Hardy's Inequality

Let $\{a_n\}$ be a Nonnegative Sequence and $f(x)$ a Nonnegative integrable Function. Define

$$A_n=\sum_{k=1}^n a_k$$ (1)

and

$$F(x)=\int_0^x f(t)\,dt$$ (2)

and take $p>1$. For sums,

$$\sum_{n=1}^\infty \left({A_n\over n}\right)^p<\left({p\over p-1}\right)^p \sum_{n=1}^\infty (a_n)^p$$ (3)

(unless all $a_n=0$), and for integrals,

$$\int_0^\infty \left[{F(x)\over x}\right]^p\,dx < \left({p\over p-1}\right)^p \int_0^\infty [f(x)]^p\,dx$$ (4)
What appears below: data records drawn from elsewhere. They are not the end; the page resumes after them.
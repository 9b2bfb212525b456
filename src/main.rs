use clap::{Args, Parser, Subcommand};
use layoutbind::codegen::{parse_fields, render_bean, BeanSpec, BindingStyle};
use layoutbind::discovery::{load_layout, LayoutDirectory};
use layoutbind::layout::{layout_name_in_line, Extractor, NamingConvention, XmlTag};
use layoutbind::report::{write_output, ReportFormat, Reporter};
use layoutbind::Config;
use miette::{IntoDiagnostic, Result, WrapErr};
use std::io::Read;
use std::path::{Path, PathBuf};
use tracing::{debug, info, warn};

/// layoutbind - Generate view bindings and data classes for Android (Java)
#[derive(Parser, Debug)]
#[command(name = "layoutbind")]
#[command(author, version, about, long_about = None)]
struct Cli {
    /// Project directory; config files and resource roots are looked up here
    #[arg(short, long, default_value = ".", global = true)]
    project: PathBuf,

    /// Path to configuration file
    #[arg(short, long, global = true)]
    config: Option<PathBuf>,

    /// Verbose output
    #[arg(short, long, global = true)]
    verbose: bool,

    /// Quiet mode - only output results
    #[arg(short, long, global = true)]
    quiet: bool,

    #[command(subcommand)]
    command: Command,
}

#[derive(Subcommand, Debug)]
enum Command {
    /// Generate view fields for the views with an id in a layout
    Bind(BindArgs),

    /// Generate a data class with getters and setters from a field list
    Bean(BeanArgs),
}

#[derive(Args, Debug)]
struct BindArgs {
    /// Layout name (e.g. activity_main) or path to a layout XML file
    layout: Option<String>,

    /// Source line to take the layout from, e.g. "setContentView(R.layout.main);"
    #[arg(long, conflicts_with = "layout")]
    line: Option<String>,

    /// Resource directory to search (can be specified multiple times)
    #[arg(long = "res", value_name = "DIR")]
    res: Vec<PathBuf>,

    /// Field naming convention
    #[arg(short, long, value_enum)]
    naming: Option<NamingArg>,

    /// Skip views with a malformed id instead of failing
    #[arg(long)]
    lenient: bool,

    /// Binding style
    #[arg(short, long, value_enum)]
    style: Option<StyleArg>,

    /// Also generate a click handler for every view
    #[arg(long)]
    click: bool,

    /// Access modifier for generated members
    #[arg(long)]
    access: Option<String>,

    /// Output format
    #[arg(short, long, value_enum, default_value = "code")]
    format: FormatArg,

    /// Output file (stdout when omitted)
    #[arg(short, long)]
    output: Option<PathBuf>,
}

#[derive(Args, Debug)]
struct BeanArgs {
    /// Class name
    name: String,

    /// File with one `name Type` per line; `-` reads stdin
    #[arg(long, value_name = "FILE", default_value = "-")]
    fields: PathBuf,

    /// Package declaration for the generated file
    #[arg(long)]
    package: Option<String>,

    /// Access modifier for fields and accessors
    #[arg(long)]
    access: Option<String>,

    /// Interface to implement (can be specified multiple times)
    #[arg(long = "implements", value_name = "INTERFACE")]
    implements: Vec<String>,

    /// Implement no interfaces at all
    #[arg(long, conflicts_with = "implements")]
    no_interfaces: bool,

    /// Output file (stdout when omitted)
    #[arg(short, long)]
    output: Option<PathBuf>,
}

#[derive(clap::ValueEnum, Clone, Copy, Debug)]
enum NamingArg {
    Snake,
    Camel,
    Hungarian,
}

impl From<NamingArg> for NamingConvention {
    fn from(arg: NamingArg) -> Self {
        match arg {
            NamingArg::Snake => NamingConvention::Snake,
            NamingArg::Camel => NamingConvention::Camel,
            NamingArg::Hungarian => NamingConvention::HungarianMember,
        }
    }
}

#[derive(clap::ValueEnum, Clone, Copy, Debug)]
enum StyleArg {
    Butterknife,
    FindView,
}

impl From<StyleArg> for BindingStyle {
    fn from(arg: StyleArg) -> Self {
        match arg {
            StyleArg::Butterknife => BindingStyle::ButterKnife,
            StyleArg::FindView => BindingStyle::FindViewById,
        }
    }
}

#[derive(clap::ValueEnum, Clone, Copy, Debug, Default)]
enum FormatArg {
    #[default]
    Code,
    Json,
    List,
}

impl From<FormatArg> for ReportFormat {
    fn from(format: FormatArg) -> Self {
        match format {
            FormatArg::Code => ReportFormat::Code,
            FormatArg::Json => ReportFormat::Json,
            FormatArg::List => ReportFormat::List,
        }
    }
}

fn main() -> Result<()> {
    let cli = Cli::parse();

    init_logging(cli.verbose, cli.quiet);

    debug!("layoutbind v{}", env!("CARGO_PKG_VERSION"));

    let config = load_config(&cli)?;

    match &cli.command {
        Command::Bind(args) => run_bind(&config, &cli, args),
        Command::Bean(args) => run_bean(&config, args),
    }
}

fn init_logging(verbose: bool, quiet: bool) {
    use tracing_subscriber::{fmt, EnvFilter};

    // Generated code goes to stdout, so logs must not
    fmt()
        .with_env_filter(EnvFilter::new(log_level(verbose, quiet)))
        .with_target(false)
        .with_writer(std::io::stderr)
        .init();
}

fn log_level(verbose: bool, quiet: bool) -> &'static str {
    if quiet {
        "error"
    } else if verbose {
        "debug"
    } else {
        "info"
    }
}

fn load_config(cli: &Cli) -> Result<Config> {
    if let Some(config_path) = &cli.config {
        Config::from_file(config_path)
    } else {
        Config::from_default_locations(&cli.project)
    }
}

fn run_bind(config: &Config, cli: &Cli, args: &BindArgs) -> Result<()> {
    let roots = if args.res.is_empty() {
        config.res_roots(&cli.project)
    } else {
        args.res.clone()
    };
    let layouts = LayoutDirectory::scan(&roots, config);
    info!("Indexed {} layouts", layouts.len());

    let (name, root) = select_layout(&layouts, args)?;

    let mut elements = Extractor::with_options(config.extract.clone())
        .with_strict(config.extract.strict && !args.lenient)
        .extract_named(&name, &root, &layouts)
        .wrap_err_with(|| format!("Failed to extract views from layout `{}`", name))?;

    if elements.is_empty() {
        warn!("No views with an id in {}", name);
    }

    if args.click || config.binding.click_handlers {
        for element in elements.iter_mut() {
            element.include_click_handler = true;
        }
    }

    let convention = args
        .naming
        .map(NamingConvention::from)
        .unwrap_or(config.naming.convention);
    let style = args
        .style
        .map(BindingStyle::from)
        .unwrap_or(config.binding.style);
    let access = args.access.as_deref().unwrap_or(&config.binding.access);
    let emitter = style.emitter(access);

    Reporter::new(args.format.into(), args.output.clone()).report(
        &name,
        &mut elements,
        convention,
        emitter.as_ref(),
    )
}

/// Work out which layout to bind: a file path, a layout name, or the
/// `R.layout.<name>` found in `--line`
fn select_layout(layouts: &LayoutDirectory, args: &BindArgs) -> Result<(String, XmlTag)> {
    match (&args.layout, &args.line) {
        (Some(layout), _) if layout.ends_with(".xml") => {
            let path = Path::new(layout);
            let name = path
                .file_stem()
                .and_then(|stem| stem.to_str())
                .unwrap_or(layout.as_str())
                .to_string();
            Ok((name, load_layout(path)?))
        }
        (Some(layout), _) => Ok((layout.clone(), layouts.root(layout)?)),
        (None, Some(line)) => {
            let name = layout_name_in_line(line)
                .ok_or_else(|| miette::miette!("No R.layout reference in `{}`", line.trim()))?;
            Ok((name.to_string(), layouts.root(name)?))
        }
        (None, None) => Err(miette::miette!(
            "Give a layout name, a layout file, or a source line with --line"
        )),
    }
}

fn run_bean(config: &Config, args: &BeanArgs) -> Result<()> {
    let text = if args.fields == Path::new("-") {
        let mut text = String::new();
        std::io::stdin()
            .read_to_string(&mut text)
            .into_diagnostic()
            .wrap_err("Failed to read field list from stdin")?;
        text
    } else {
        std::fs::read_to_string(&args.fields)
            .into_diagnostic()
            .wrap_err_with(|| format!("Failed to read field list: {}", args.fields.display()))?
    };

    let fields = parse_fields(&text)?;

    let interfaces = if args.no_interfaces {
        Vec::new()
    } else if !args.implements.is_empty() {
        args.implements.clone()
    } else {
        config.bean.interfaces.clone()
    };

    let spec = BeanSpec {
        class_name: args.name.clone(),
        package: args.package.clone(),
        access: args
            .access
            .clone()
            .unwrap_or_else(|| config.bean.access.clone()),
        interfaces,
    };

    info!("Generating {} with {} fields", spec.class_name, fields.len());
    write_output(args.output.as_ref(), &render_bean(&spec, &fields))
}
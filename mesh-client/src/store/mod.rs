//! Inventory storage.
//!
//! The mesh engine only needs list, find-by-name and upsert over the two
//! record kinds. Records are keyed by `name`.

mod memory;
mod sqlite;

pub use memory::MemoryStore;
pub use sqlite::SqliteStore;

use async_trait::async_trait;
use mesh_types::{FoodItemRecord, PersonRecord};

/// Storage layer errors.
#[derive(Debug, thiserror::Error)]
pub enum StoreError {
    /// Database error.
    #[error("database error: {0}")]
    Database(#[from] sqlx::Error),

    /// The store cannot take requests right now.
    #[error("store unavailable: {0}")]
    Unavailable(String),

    /// A stored value could not be converted to a record.
    #[error("stored record malformed: {0}")]
    Serialization(String),
}

/// CRUD access to the local inventory.
#[async_trait]
pub trait InventoryStore: Send + Sync + 'static {
    /// All food items, ordered by name.
    async fn list_food_items(&self) -> Result<Vec<FoodItemRecord>, StoreError>;

    /// All people, ordered by name.
    async fn list_people(&self) -> Result<Vec<PersonRecord>, StoreError>;

    /// Look up a food item by name.
    async fn find_food_item_by_name(&self, name: &str)
        -> Result<Option<FoodItemRecord>, StoreError>;

    /// Insert a food item, or replace the one with the same name.
    async fn upsert_food_item(&self, item: FoodItemRecord) -> Result<(), StoreError>;

    /// Look up a person by name.
    async fn find_person_by_name(&self, name: &str) -> Result<Option<PersonRecord>, StoreError>;

    /// Insert a person, or replace the one with the same name.
    async fn upsert_person(&self, person: PersonRecord) -> Result<(), StoreError>;
}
(unless $f$ is identically 0).

References

Hardy, G. H.; Littlewood, J. E.; and Pólya, G. Inequalities, 2nd ed. Cambridge, England: Cambridge University Press, pp. 239-243, 1988.

Mitrinovic, D. S.; Pecaric, J. E.; and Fink, A. M. Inequalities Involving Functions and Their Integrals and Derivatives. New York: Kluwer, 1991.

Opic, B. and Kufner, A. Hardy-Type Inequalities. Essex, England: Longman, 1990.